╭─ RECORDS FOR THIS TASK

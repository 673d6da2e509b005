use std::net::SocketAddr;

use anyhow::Result;
use dotenvy::dotenv;
use tokio::signal;
use tracing::{error, info};
use tracing_subscriber::EnvFilter;

use fleet_booking::config::environment::EnvironmentConfig;
use fleet_booking::database::DatabaseConnection;
use fleet_booking::services::bootstrap::ensure_admin;
use fleet_booking::{create_app, AppState};

#[tokio::main]
async fn main() -> Result<()> {
    // Cargar variables de entorno
    dotenv().ok();

    // Configurar logging (RUST_LOG tiene prioridad)
    tracing_subscriber::fmt()
        .with_env_filter(EnvFilter::try_from_default_env().unwrap_or_else(|_| EnvFilter::new("info")))
        .init();

    info!("🚗 Fleet Booking - Reserva de vehículos de empresa");
    info!("================================================");

    let config = EnvironmentConfig::from_env()?;

    // Inicializar base de datos
    let db_connection = match DatabaseConnection::new_default().await {
        Ok(conn) => conn,
        Err(e) => {
            error!("❌ Error conectando a la base de datos: {}", e);
            return Err(anyhow::anyhow!("Error de base de datos: {}", e));
        }
    };
    db_connection.run_migrations().await?;

    let pool = db_connection.pool().clone();
    ensure_admin(&pool).await?;

    tokio::fs::create_dir_all(&config.upload_dir).await?;

    let addr: SocketAddr = format!("{}:{}", config.host, config.port).parse()?;
    let server_url = config.server_url();
    let app = create_app(AppState::new(pool, config));

    info!("🌐 Servidor iniciando en http://{}", server_url);
    info!("🔍 Endpoints disponibles:");
    info!("   GET  /health - Estado del servicio");
    info!("🔑 Auth: POST /api/auth/login, POST /api/auth/logout, GET /api/auth/me, PUT /api/auth/password");
    info!("👤 Usuarios (admin): /api/users");
    info!("🚙 Flota: /api/car-types, /api/cars, GET /api/cars/available");
    info!("📅 Reservas: /api/bookings (approve, reject, return, cancel)");
    info!("🔧 Mantenimiento (admin): /api/maintenance");
    info!("🪪 Tarjetas de visita: /api/business-cards (vCard en /:id/vcard)");
    info!("📊 Panel (admin): GET /api/dashboard/stats");

    let listener = tokio::net::TcpListener::bind(addr).await?;
    if let Err(e) = axum::serve(listener, app)
        .with_graceful_shutdown(shutdown_signal())
        .await
    {
        error!("❌ Servidor terminó con error: {}", e);
        return Err(e.into());
    }

    info!("👋 Servidor terminado");
    Ok(())
}

async fn shutdown_signal() {
    let ctrl_c = async {
        if let Err(e) = signal::ctrl_c().await {
            error!("❌ No se pudo escuchar Ctrl+C: {}", e);
            std::future::pending::<()>().await;
        }
    };

    #[cfg(unix)]
    let terminate = async {
        match signal::unix::signal(signal::unix::SignalKind::terminate()) {
            Ok(mut sigterm) => {
                sigterm.recv().await;
            }
            Err(e) => {
                error!("❌ No se pudo escuchar SIGTERM: {}", e);
                std::future::pending::<()>().await;
            }
        }
    };

    #[cfg(not(unix))]
    let terminate = std::future::pending::<()>();

    tokio::select! {
        _ = ctrl_c => {
            info!("🛑 Señal Ctrl+C recibida, apagando servidor...");
        },
        _ = terminate => {
            info!("🛑 Señal de terminación recibida, apagando servidor...");
        },
    }
}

╰─

Look through the entries and return every line where "SocketAddr" appears.

use std::net::SocketAddr;
    let addr: SocketAddr = format!("{}:{}", config.host, config.port).parse()?;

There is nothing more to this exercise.